◆ The task ◆
From the line below that contains "nothing is scheduled." to the line that contains "async fn get_match_result(&self, match_id: &str)", repeat every line exactly, both ends included, and nothing else.
==========
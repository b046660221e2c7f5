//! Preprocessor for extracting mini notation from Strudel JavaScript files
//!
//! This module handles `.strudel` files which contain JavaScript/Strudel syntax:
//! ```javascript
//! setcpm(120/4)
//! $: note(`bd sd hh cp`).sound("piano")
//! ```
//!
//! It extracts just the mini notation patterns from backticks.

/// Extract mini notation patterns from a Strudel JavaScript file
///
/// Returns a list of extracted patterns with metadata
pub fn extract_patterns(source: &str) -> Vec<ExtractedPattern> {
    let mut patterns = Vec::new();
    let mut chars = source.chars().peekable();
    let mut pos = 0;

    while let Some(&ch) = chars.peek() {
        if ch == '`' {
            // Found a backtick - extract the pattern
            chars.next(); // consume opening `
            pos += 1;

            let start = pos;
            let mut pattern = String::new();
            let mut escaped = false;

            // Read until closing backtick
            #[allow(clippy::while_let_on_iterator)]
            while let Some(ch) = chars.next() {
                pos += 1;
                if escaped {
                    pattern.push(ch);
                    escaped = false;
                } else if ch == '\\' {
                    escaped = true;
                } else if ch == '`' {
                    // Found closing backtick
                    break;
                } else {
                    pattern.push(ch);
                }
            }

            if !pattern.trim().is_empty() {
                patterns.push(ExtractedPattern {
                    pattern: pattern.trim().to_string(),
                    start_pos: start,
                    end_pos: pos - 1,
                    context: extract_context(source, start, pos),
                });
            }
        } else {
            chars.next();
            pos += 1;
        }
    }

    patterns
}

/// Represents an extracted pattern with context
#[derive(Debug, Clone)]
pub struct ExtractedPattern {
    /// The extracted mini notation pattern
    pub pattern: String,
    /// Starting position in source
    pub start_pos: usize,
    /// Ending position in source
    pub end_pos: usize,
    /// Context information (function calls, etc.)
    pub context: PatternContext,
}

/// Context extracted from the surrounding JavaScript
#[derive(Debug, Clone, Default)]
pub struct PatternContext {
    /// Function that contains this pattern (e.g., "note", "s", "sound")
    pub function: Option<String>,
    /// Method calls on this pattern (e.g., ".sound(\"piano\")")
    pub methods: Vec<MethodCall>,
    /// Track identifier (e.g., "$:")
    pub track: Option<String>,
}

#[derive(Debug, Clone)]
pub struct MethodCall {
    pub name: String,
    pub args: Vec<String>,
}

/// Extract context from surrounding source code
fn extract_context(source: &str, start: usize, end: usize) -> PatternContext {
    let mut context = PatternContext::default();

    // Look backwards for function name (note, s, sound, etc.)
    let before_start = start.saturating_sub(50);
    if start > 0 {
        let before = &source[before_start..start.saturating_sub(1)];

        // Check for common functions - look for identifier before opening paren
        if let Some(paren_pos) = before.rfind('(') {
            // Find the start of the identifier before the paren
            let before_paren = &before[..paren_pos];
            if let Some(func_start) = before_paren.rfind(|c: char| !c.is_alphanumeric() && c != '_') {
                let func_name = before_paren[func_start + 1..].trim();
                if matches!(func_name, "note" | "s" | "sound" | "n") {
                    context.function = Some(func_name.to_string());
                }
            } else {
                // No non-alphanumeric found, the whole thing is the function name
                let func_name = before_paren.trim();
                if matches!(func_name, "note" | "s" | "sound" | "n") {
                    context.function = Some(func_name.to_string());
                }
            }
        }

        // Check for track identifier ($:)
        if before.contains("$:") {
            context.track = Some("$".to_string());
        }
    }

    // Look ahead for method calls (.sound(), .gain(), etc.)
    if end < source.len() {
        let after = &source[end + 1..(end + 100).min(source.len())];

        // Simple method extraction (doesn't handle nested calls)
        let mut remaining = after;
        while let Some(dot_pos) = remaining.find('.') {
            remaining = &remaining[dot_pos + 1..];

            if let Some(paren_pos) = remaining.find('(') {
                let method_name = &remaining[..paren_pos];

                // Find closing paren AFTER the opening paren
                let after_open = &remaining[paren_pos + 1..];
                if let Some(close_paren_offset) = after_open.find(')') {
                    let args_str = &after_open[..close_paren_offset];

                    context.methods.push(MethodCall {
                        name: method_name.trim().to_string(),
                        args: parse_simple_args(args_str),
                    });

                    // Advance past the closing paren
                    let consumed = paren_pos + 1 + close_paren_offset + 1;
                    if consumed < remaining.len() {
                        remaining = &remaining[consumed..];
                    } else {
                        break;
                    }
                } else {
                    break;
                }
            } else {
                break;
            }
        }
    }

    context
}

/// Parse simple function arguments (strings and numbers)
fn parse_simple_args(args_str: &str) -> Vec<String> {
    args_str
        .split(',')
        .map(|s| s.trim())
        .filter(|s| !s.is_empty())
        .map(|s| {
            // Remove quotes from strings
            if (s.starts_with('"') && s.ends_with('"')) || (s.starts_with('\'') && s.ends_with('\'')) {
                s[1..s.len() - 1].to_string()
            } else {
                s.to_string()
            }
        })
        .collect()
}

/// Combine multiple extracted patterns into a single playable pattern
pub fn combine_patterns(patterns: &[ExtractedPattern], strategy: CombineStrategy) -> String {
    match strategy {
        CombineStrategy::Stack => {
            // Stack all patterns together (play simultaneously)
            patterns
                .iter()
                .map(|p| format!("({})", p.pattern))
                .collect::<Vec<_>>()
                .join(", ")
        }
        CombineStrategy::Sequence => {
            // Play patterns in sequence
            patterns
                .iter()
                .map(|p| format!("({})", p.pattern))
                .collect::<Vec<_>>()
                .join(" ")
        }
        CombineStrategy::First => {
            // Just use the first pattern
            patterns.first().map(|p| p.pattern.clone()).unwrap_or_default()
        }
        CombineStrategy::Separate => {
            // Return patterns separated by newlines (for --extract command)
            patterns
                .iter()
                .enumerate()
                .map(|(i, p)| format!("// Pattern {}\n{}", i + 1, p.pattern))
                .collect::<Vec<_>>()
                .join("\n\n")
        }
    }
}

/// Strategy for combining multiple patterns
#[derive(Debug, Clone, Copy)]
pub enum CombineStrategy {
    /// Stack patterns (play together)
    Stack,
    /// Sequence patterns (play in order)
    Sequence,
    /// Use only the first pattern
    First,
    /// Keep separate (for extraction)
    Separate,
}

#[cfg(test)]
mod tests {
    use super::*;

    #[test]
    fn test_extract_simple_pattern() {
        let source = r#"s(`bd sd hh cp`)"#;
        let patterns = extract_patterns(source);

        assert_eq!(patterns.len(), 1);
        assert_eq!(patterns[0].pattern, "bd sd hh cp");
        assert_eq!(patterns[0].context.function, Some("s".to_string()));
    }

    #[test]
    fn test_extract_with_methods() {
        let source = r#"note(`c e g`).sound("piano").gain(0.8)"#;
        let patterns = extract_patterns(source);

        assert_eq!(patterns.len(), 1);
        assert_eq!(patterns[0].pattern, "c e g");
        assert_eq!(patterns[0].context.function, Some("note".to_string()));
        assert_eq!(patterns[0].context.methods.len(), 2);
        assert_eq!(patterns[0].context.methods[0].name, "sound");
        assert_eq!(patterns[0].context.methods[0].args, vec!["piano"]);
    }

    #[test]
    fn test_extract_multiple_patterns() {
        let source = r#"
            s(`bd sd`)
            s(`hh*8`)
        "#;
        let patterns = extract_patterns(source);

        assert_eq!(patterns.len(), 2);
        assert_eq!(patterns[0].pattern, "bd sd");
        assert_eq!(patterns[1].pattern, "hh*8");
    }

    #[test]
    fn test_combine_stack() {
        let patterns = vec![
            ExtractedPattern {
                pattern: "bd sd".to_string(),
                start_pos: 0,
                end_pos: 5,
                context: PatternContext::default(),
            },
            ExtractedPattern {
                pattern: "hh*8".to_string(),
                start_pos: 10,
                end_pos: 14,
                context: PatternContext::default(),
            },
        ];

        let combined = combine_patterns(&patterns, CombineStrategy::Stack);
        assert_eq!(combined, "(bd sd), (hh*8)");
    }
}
==========
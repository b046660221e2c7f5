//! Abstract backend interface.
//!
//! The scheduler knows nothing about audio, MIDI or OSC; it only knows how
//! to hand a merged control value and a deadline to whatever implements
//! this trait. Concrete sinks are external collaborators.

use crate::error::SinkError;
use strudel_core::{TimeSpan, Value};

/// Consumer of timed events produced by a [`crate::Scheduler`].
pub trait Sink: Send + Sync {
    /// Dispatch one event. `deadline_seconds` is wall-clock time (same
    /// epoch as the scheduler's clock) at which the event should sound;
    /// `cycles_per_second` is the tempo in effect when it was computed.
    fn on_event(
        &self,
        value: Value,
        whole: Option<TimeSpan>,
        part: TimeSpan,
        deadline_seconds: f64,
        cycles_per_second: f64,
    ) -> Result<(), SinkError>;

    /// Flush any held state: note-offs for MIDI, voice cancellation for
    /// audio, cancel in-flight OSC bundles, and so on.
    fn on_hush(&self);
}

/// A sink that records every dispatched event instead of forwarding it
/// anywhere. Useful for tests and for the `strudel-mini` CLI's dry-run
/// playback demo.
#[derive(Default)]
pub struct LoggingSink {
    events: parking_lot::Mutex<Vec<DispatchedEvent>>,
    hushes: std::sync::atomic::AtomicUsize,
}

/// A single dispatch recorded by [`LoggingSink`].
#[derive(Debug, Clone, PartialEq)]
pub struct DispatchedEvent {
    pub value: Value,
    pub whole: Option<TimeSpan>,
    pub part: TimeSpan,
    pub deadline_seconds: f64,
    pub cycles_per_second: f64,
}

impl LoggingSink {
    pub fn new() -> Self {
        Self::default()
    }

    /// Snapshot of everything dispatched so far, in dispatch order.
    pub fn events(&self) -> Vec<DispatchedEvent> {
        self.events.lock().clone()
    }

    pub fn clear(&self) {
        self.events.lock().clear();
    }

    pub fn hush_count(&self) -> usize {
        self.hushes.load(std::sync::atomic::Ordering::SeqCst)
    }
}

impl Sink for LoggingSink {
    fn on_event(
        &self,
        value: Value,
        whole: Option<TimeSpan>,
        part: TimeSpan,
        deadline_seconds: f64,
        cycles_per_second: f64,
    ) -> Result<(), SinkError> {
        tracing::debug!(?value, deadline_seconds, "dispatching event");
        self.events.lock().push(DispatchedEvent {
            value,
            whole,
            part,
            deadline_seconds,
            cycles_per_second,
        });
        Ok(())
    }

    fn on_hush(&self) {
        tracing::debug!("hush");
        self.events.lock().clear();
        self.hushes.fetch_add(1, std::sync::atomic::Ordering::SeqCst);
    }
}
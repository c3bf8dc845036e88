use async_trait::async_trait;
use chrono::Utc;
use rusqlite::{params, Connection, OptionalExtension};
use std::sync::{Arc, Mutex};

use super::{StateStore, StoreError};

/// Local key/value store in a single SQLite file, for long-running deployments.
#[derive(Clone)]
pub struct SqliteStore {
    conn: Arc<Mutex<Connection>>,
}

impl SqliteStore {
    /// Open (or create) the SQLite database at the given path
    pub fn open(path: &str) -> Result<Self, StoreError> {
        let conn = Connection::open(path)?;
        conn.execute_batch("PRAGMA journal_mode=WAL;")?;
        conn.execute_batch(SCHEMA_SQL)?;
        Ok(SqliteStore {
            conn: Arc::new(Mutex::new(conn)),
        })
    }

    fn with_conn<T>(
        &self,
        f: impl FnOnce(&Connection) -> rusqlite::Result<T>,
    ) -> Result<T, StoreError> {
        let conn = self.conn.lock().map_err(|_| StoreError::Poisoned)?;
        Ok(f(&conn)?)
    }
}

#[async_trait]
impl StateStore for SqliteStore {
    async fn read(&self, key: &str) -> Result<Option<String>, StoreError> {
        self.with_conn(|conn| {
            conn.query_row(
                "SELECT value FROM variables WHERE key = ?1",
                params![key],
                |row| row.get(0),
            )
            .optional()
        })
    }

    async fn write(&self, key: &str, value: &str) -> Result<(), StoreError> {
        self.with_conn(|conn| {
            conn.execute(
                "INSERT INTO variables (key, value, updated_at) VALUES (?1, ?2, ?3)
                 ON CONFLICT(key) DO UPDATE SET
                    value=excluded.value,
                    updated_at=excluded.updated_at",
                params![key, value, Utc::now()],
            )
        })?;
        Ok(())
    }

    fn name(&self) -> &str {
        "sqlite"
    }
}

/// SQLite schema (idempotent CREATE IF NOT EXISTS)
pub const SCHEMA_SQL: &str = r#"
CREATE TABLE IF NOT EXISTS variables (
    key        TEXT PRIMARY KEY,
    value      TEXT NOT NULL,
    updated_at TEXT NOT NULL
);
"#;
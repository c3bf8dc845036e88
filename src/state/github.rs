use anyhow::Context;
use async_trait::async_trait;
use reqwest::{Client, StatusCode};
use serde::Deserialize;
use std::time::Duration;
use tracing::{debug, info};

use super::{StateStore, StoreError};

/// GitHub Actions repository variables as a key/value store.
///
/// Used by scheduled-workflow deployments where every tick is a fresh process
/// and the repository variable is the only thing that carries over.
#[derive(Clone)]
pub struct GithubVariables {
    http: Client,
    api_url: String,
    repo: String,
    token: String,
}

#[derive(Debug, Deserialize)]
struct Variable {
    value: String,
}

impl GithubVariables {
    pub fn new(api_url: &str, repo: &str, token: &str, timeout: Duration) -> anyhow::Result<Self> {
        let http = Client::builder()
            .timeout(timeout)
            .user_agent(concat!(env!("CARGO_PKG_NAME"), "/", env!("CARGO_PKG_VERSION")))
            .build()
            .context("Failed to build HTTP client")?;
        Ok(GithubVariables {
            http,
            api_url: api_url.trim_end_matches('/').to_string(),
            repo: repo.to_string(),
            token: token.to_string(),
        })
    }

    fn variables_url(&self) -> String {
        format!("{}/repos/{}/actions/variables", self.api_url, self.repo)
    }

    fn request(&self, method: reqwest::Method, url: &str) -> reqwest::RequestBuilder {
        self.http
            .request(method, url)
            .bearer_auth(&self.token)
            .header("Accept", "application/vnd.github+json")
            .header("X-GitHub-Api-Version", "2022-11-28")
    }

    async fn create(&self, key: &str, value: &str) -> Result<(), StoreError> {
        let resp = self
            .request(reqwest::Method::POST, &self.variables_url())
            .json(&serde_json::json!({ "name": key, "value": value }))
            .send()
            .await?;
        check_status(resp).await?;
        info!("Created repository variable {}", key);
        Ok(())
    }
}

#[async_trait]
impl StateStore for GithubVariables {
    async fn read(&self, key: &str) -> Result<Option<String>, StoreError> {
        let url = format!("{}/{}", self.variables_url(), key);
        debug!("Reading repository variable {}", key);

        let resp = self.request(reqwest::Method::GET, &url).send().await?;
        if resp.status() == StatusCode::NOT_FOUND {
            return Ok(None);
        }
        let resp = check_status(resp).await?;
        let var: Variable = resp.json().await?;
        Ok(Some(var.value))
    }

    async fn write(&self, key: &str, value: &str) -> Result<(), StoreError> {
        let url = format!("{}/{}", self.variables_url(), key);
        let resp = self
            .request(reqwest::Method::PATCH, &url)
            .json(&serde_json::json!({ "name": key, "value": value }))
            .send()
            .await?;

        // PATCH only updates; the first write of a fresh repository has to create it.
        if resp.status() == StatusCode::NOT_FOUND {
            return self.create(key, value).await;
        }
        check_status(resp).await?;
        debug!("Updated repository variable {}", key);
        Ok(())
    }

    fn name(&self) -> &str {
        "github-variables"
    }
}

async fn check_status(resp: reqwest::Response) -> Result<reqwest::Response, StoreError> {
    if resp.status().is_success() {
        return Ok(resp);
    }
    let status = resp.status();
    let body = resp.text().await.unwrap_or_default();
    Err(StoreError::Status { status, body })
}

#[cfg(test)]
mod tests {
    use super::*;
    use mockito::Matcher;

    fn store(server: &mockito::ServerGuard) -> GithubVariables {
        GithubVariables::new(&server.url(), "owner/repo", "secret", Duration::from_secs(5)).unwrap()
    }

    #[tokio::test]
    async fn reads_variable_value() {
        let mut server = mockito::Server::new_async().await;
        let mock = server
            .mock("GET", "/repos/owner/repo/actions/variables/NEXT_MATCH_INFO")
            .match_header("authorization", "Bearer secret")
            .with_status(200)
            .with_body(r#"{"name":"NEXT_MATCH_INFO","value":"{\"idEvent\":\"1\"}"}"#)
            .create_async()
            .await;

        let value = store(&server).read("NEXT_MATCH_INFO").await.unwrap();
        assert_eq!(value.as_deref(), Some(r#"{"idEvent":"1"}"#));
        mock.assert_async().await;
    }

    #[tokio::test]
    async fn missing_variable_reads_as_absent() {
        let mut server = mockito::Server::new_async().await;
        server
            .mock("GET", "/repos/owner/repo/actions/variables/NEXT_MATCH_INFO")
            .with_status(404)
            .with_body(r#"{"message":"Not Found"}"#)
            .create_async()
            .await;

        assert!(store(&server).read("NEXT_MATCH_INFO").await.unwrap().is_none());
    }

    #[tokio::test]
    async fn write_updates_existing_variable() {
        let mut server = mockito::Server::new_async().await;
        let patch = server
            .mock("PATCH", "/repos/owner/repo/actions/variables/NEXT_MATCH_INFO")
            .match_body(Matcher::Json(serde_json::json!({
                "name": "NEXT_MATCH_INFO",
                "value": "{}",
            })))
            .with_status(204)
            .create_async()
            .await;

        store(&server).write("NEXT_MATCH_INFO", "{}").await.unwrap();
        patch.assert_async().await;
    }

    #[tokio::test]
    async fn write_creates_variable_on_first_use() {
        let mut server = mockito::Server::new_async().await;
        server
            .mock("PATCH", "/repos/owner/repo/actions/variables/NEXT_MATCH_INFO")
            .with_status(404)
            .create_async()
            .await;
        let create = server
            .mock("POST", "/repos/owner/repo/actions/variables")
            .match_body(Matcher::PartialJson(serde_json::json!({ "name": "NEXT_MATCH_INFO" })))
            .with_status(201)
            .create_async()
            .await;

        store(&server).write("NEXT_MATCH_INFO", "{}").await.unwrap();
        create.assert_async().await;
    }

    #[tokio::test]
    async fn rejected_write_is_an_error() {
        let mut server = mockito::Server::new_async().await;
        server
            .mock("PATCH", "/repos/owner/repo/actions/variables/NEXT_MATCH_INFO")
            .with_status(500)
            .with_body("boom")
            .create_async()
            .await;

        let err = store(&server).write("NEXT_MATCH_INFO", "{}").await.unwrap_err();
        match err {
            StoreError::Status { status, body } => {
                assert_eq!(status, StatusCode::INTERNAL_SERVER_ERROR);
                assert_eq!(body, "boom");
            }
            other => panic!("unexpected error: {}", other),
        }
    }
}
==========
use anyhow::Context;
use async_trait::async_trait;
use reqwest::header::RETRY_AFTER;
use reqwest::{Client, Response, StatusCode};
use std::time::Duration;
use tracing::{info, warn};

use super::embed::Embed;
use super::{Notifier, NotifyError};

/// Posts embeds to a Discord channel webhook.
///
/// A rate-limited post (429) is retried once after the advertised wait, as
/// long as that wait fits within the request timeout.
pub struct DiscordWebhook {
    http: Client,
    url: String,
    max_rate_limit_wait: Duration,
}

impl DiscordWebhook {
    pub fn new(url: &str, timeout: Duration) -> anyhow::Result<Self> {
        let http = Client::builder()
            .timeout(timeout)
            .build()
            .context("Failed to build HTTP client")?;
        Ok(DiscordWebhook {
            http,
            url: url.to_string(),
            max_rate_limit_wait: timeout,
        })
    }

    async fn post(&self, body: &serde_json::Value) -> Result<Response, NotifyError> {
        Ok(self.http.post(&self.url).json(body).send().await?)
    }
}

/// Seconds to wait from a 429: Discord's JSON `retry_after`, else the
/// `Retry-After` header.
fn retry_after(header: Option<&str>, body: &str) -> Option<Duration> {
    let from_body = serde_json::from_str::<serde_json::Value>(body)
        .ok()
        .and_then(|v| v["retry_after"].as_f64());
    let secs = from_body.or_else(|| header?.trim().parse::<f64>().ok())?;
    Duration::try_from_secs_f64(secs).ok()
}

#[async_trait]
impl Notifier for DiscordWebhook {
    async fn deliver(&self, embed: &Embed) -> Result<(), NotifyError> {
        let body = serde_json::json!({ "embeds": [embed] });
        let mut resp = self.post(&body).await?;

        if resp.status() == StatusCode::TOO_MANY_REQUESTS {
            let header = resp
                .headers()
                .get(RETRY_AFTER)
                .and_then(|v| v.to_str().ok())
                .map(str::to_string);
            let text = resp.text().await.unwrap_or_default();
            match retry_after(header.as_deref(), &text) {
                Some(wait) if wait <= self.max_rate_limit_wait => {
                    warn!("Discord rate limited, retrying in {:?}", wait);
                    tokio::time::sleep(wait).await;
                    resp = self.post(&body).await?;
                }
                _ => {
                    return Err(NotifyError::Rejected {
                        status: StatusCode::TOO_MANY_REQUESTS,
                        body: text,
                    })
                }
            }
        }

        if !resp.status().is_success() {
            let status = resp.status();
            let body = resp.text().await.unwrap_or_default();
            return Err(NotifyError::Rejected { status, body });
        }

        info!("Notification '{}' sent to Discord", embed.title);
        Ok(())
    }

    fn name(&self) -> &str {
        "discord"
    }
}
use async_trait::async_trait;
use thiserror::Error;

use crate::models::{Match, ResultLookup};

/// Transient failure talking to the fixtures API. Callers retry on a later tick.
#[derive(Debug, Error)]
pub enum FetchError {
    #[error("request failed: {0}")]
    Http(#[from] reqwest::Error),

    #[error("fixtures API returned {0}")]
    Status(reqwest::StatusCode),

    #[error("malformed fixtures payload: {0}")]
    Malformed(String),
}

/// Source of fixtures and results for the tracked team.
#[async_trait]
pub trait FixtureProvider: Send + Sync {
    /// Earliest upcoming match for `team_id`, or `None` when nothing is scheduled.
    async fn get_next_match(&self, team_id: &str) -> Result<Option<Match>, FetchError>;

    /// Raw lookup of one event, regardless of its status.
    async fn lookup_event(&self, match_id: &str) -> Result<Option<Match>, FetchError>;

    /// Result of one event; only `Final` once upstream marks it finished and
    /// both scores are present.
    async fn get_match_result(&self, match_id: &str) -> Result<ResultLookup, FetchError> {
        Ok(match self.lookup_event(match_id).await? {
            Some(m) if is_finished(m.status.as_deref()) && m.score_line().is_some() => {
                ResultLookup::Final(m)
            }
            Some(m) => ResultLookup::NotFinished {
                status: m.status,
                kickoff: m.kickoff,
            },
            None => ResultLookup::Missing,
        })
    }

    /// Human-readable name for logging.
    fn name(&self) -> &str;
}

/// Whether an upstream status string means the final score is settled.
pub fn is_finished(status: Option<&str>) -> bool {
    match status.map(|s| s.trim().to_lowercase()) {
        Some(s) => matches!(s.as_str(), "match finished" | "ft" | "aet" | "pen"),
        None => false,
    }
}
==========
◆ Exercise result ◆
    /// Earliest upcoming match for `team_id`, or `None` when nothing is scheduled.
    async fn get_next_match(&self, team_id: &str) -> Result<Option<Match>, FetchError>;

    /// Raw lookup of one event, regardless of its status.
    async fn lookup_event(&self, match_id: &str) -> Result<Option<Match>, FetchError>;

    /// Result of one event; only `Final` once upstream marks it finished and
    /// both scores are present.
    async fn get_match_result(&self, match_id: &str) -> Result<ResultLookup, FetchError> {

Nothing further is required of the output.